In this article, I'll describe an algorithm which solves approximate pattern matching problem using a suffix tree. I assume that you know what the suffix tree is, how to construct it and how to use it to solve exact pattern matching problem. Here I'll touch these topics only briefly. If you want to learn more about these things, I want to recommend you a great course Algorithms on Strings on Coursera.

Exact pattern match algorithm


Let's start with a look at the algorithm solving exact pattern match problem:

public static class SuffixTreeSearch<TSymbol>
{
    public static IEnumerable<StringSearchMatch> Search(
        IReadOnlyList<TSymbol> text,
        TSymbol stopSymbol,
        IEnumerable<IEnumerable<TSymbol>> patterns,
        IComparer<TSymbol> comparer = null)
    {
        if (text == null) throw new ArgumentNullException(nameof(text));

        if (patterns == null)
            yield break;

        var suffixTree = SuffixTreeCreator<TSymbol>.CreateSuffixTree(text, stopSymbol, comparer);

        foreach (var pattern in patterns)
        {
            foreach (var match in GetMatches(pattern.ToArray(), suffixTree))
            {
                yield return match;
            }
        }
    }

    private static IEnumerable<StringSearchMatch> GetMatches(TSymbol[] pattern, SuffixTree<TSymbol> suffixTree)
    {
        SuffixTreeNode<TSymbol> node = GetPatternNode(pattern, suffixTree);
        if(node == null)
            yield break; 

        var starts = GetSuffixStarts(node);

        foreach (var start in starts.Where(s => s < suffixTree.Text.Count - 1))
        {
            yield return new StringSearchMatch(start, pattern.Length);
        }
    }

    private static SuffixTreeNode<TSymbol> GetPatternNode(TSymbol[] pattern, SuffixTree<TSymbol> suffixTree)
    {
        if (pattern.Length == 0)
            return suffixTree.Root;

        var lastEdge = GetLastEdge(pattern, suffixTree);

        return lastEdge?.To;
    }

    private static SuffixTreeEdge<TSymbol> GetLastEdge(TSymbol[] pattern, SuffixTree<TSymbol> suffixTree)
    {
        var node = suffixTree.Root;
        var patternIndex = 0;

        while (true)
        {
            if (!node.Edges.ContainsKey(pattern[patternIndex]))
                return null;

            var edge = node.Edges[pattern[patternIndex]];

            var matchLength = GetMatchLength(edge, suffixTree.Text, pattern, patternIndex);

            patternIndex += matchLength;

            if (patternIndex >= pattern.Length)
                return edge;

            if (matchLength < edge.Length)
                return null;

            node = edge.To;
        }

    }

    private static int GetMatchLength(SuffixTreeEdge<TSymbol> edge, IReadOnlyList<TSymbol> edgeText, TSymbol[] pattern, int patternIndex)
    {
        var edgeIndex = (int)edge.Start;

        var matchLength = 0;

        while (true)
        {
            if (!edgeText[edgeIndex].Equals(pattern[patternIndex]))
                break;
            matchLength++;
            edgeIndex++;
            patternIndex++;
            if (edgeIndex >= edge.Start + edge.Length)
                break;
            if (patternIndex >= pattern.Length)
                break;
        }

        return matchLength;
    }

    private static IEnumerable<int> GetSuffixStarts(SuffixTreeNode<TSymbol> node)
    {
        var queue = new Queue<SuffixTreeNode<TSymbol>>();
        queue.Enqueue(node);

        while (queue.Count > 0)
        {
            node = queue.Dequeue();
            if (node.SuffixStart.HasValue)
                yield return (int) node.SuffixStart.Value;

            foreach (var edge in node.Edges.Values)
            {
                queue.Enqueue(edge.To);
            }
        }
    }
}


The main method is Search. It accepts text, stop symbol (it is used to make sure that any suffix is not a prefix of another suffix), a sequence of patterns, and comparer of symbols. This method creates a suffix tree and enumerates all patterns to find matches for each of them.

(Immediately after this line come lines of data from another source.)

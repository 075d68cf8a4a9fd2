//! Pipeline command handlers
//!
//! Runs lifecycle operations on a pipeline across machines and follows their
//! progress in the task ledger until they finish.

use anyhow::{Context as _, Result, bail};
use clap::{Args, Subcommand};
use colored::*;
use convoy_core::domain::pipeline::ConfigUpdate;
use convoy_core::domain::task::{StepStatus, TaskStatus};
use convoy_core::{MachineId, PipelineId};
use convoy_orchestrator::lookup::{MachineLookup, PipelineLookup};
use convoy_orchestrator::{OperationHandle, Orchestrator};
use std::collections::HashMap;
use std::future::Future;
use std::path::{Path, PathBuf};
use std::time::Duration;
use uuid::Uuid;

use super::display::{colorize_machine_state, print_step_progress, print_task_details};
use crate::context::Context;

const POLL_INTERVAL: Duration = Duration::from_millis(500);

/// Pipeline and machines an operation targets
#[derive(Args)]
pub struct Selection {
    /// Pipeline ID from the inventory
    pipeline_id: PipelineId,

    /// Machine IDs from the inventory (comma-separated)
    #[arg(short, long, value_delimiter = ',', required = true)]
    machines: Vec<MachineId>,

    /// Only print the final result
    #[arg(short, long)]
    quiet: bool,
}

/// Pipeline subcommands
#[derive(Subcommand)]
pub enum PipelineCommands {
    /// List pipelines in the inventory
    List,
    /// Deploy package and configuration to machines
    Initialize(Selection),
    /// Launch the pipeline process on machines
    Start(Selection),
    /// Stop the pipeline process on machines
    Stop(Selection),
    /// Kill the pipeline process on machines without a grace period
    ForceStop(Selection),
    /// Push new configuration files to deployed machines
    UpdateConfig {
        #[command(flatten)]
        selection: Selection,

        /// Main pipeline configuration file
        #[arg(long)]
        config: Option<PathBuf>,

        /// JVM options file
        #[arg(long)]
        jvm_options: Option<PathBuf>,

        /// Process settings file (logstash.yml)
        #[arg(long)]
        system_config: Option<PathBuf>,
    },
    /// Rewrite configuration files on machines from the inventory
    RefreshConfig(Selection),
    /// Remove the deployment directory from machines
    DeleteDir(Selection),
    /// Show the lifecycle state on every assigned machine
    Status {
        /// Pipeline ID from the inventory
        pipeline_id: PipelineId,
    },
}

pub async fn handle_pipeline_command(command: PipelineCommands, ctx: &Context) -> Result<()> {
    match command {
        PipelineCommands::List => list_pipelines(ctx).await,
        PipelineCommands::Initialize(sel) => {
            let pipeline = ctx.inventory.get_pipeline(sel.pipeline_id).await?;
            let machines = ctx.inventory.get_machines(&sel.machines).await?;
            let handle = ctx.orchestrator.initialize(pipeline, machines).await?;
            run_to_completion(ctx, handle, sel.quiet).await
        }
        PipelineCommands::Start(sel) => {
            let pipeline = ctx.inventory.get_pipeline(sel.pipeline_id).await?;
            let machines = ctx.inventory.get_machines(&sel.machines).await?;
            let handle = ctx.orchestrator.start(pipeline, machines).await?;
            run_to_completion(ctx, handle, sel.quiet).await
        }
        PipelineCommands::Stop(sel) => {
            let machines = ctx.inventory.get_machines(&sel.machines).await?;
            let handle = ctx.orchestrator.stop(sel.pipeline_id, machines).await?;
            run_to_completion(ctx, handle, sel.quiet).await
        }
        PipelineCommands::ForceStop(sel) => {
            let machines = ctx.inventory.get_machines(&sel.machines).await?;
            let handle = ctx.orchestrator.force_stop(sel.pipeline_id, machines).await?;
            run_to_completion(ctx, handle, sel.quiet).await
        }
        PipelineCommands::UpdateConfig {
            selection,
            config,
            jvm_options,
            system_config,
        } => {
            let update = ConfigUpdate {
                config_content: read_optional(config.as_deref()).await?,
                jvm_options: read_optional(jvm_options.as_deref()).await?,
                system_config: read_optional(system_config.as_deref()).await?,
            };
            if update.is_empty() {
                bail!("nothing to update: pass --config, --jvm-options or --system-config");
            }
            let machines = ctx.inventory.get_machines(&selection.machines).await?;
            let handle = ctx
                .orchestrator
                .update_config(selection.pipeline_id, machines, update)
                .await?;
            run_to_completion(ctx, handle, selection.quiet).await
        }
        PipelineCommands::RefreshConfig(sel) => {
            let machines = ctx.inventory.get_machines(&sel.machines).await?;
            let handle = ctx.orchestrator.refresh_config(sel.pipeline_id, machines).await?;
            run_to_completion(ctx, handle, sel.quiet).await
        }
        PipelineCommands::DeleteDir(sel) => delete_dir(ctx, sel).await,
        PipelineCommands::Status { pipeline_id } => show_status(ctx, pipeline_id).await,
    }
}

async fn list_pipelines(ctx: &Context) -> Result<()> {
    let ids = ctx.inventory.pipeline_ids();

    if ids.is_empty() {
        println!("{}", "No pipelines in the inventory.".yellow());
        return Ok(());
    }

    println!("{}", format!("Found {} pipeline(s):", ids.len()).bold());
    println!();
    for id in ids {
        let pipeline = ctx.inventory.get_pipeline(id).await?;
        println!("  {} {} {}", "▸".cyan(), id.to_string().bold(), pipeline.name);
        println!("    Module:  {}", pipeline.module);
        println!("    Package: {}", pipeline.package_path.dimmed());
    }

    Ok(())
}

/// Follows an operation, prints its task and fails unless every machine succeeded
async fn run_to_completion(ctx: &Context, handle: OperationHandle, quiet: bool) -> Result<()> {
    let task_id = handle.task_id;
    let operation = handle.operation;
    let pipeline_id = handle.pipeline_id;

    println!(
        "{} {} on pipeline {} (task {})",
        "→".cyan(),
        operation.to_string().bold(),
        pipeline_id,
        task_id.to_string().dimmed()
    );

    let status = follow(&ctx.orchestrator, task_id, quiet, handle.outcome()).await?;

    println!();
    print_task_details(&ctx.orchestrator.task_detail(task_id).await?);

    if status != TaskStatus::Success {
        bail!("{} on pipeline {} finished {}", operation, pipeline_id, status);
    }

    println!("\n{}", format!("✓ {} succeeded on every machine", operation).green());
    Ok(())
}

async fn read_optional(path: Option<&Path>) -> Result<Option<String>> {
    let Some(path) = path else {
        return Ok(None);
    };
    let content = tokio::fs::read_to_string(path)
        .await
        .with_context(|| format!("failed to read {}", path.display()))?;
    Ok(Some(content))
}

async fn delete_dir(ctx: &Context, sel: Selection) -> Result<()> {
    let machines = ctx.inventory.get_machines(&sel.machines).await?;
    let deferred = ctx
        .orchestrator
        .delete_directory(sel.pipeline_id, machines)
        .await?;
    let task_id = deferred.task_id();

    let removed = follow(&ctx.orchestrator, task_id, sel.quiet, deferred.wait()).await?;

    if removed {
        println!(
            "{}",
            format!("✓ Deployment directory removed from {} machine(s)", sel.machines.len())
                .green()
        );
        Ok(())
    } else {
        print_task_details(&ctx.orchestrator.task_detail(task_id).await?);
        bail!(
            "deployment directory of pipeline {} could not be removed everywhere",
            sel.pipeline_id
        )
    }
}

/// Awaits `done` while printing step transitions read back from the ledger
async fn follow<T>(
    orchestrator: &Orchestrator,
    task_id: Uuid,
    quiet: bool,
    done: impl Future<Output = convoy_orchestrator::Result<T>>,
) -> Result<T> {
    let mut done = std::pin::pin!(done);
    let mut ticker = tokio::time::interval(POLL_INTERVAL);
    let mut seen: HashMap<Uuid, StepStatus> = HashMap::new();

    loop {
        tokio::select! {
            result = &mut done => {
                if !quiet {
                    print_transitions(orchestrator, task_id, &mut seen).await;
                }
                return Ok(result?);
            }
            _ = ticker.tick(), if !quiet => {
                print_transitions(orchestrator, task_id, &mut seen).await;
            }
        }
    }
}

async fn print_transitions(
    orchestrator: &Orchestrator,
    task_id: Uuid,
    seen: &mut HashMap<Uuid, StepStatus>,
) {
    // Progress is best effort; the final detail is read once the task is done
    let Ok(steps) = orchestrator.ledger().get_steps(task_id).await else {
        return;
    };

    for step in steps {
        if step.status == StepStatus::Pending || seen.get(&step.id) == Some(&step.status) {
            continue;
        }
        seen.insert(step.id, step.status);
        print_step_progress(&step);
    }
}

async fn show_status(ctx: &Context, pipeline_id: PipelineId) -> Result<()> {
    let pipeline = ctx.inventory.get_pipeline(pipeline_id).await?;
    let assignments = ctx.orchestrator.pipeline_status(pipeline_id).await?;

    if assignments.is_empty() {
        println!(
            "{}",
            format!("Pipeline {} is not assigned to any machine.", pipeline_id).yellow()
        );
        return Ok(());
    }

    println!(
        "{}",
        format!("Pipeline {} ({}):", pipeline_id, pipeline.name).bold()
    );
    for assignment in assignments {
        let host = match ctx.inventory.find_machine(assignment.machine_id).await? {
            Some(machine) => machine.host,
            None => "-".to_string(),
        };
        println!(
            "  {} machine {:<4} {:<18} {:<18} pid {}",
            "▸".cyan(),
            assignment.machine_id,
            host,
            colorize_machine_state(assignment.state),
            assignment.process_pid.as_deref().unwrap_or("-").dimmed()
        );
    }

    Ok(())
}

Method GetMatches find all matches for one pattern. First of all, it finds a node in the suffix tree, to which the pattern leads from the root of the tree (call to GetPatternNode). Then for this node, it finds starting positions of all suffixes, to which this node belongs (call to GetSuffixStarts). These positions are essentially what we were looking for.

Method GetPatternNode uses GetLastEdge to find an edge where the pattern stops (in a suffix tree each edge contains part of the initial text). We just go from edge to edge starting from the root node, while the corresponding symbol on an edge is equal to the corresponding symbol on the pattern.

Method GetSuffixStarts is simple. Leaf nodes in a suffix tree contain positions where corresponding suffixes start. We just must collect all these positions from the subtree of the found node.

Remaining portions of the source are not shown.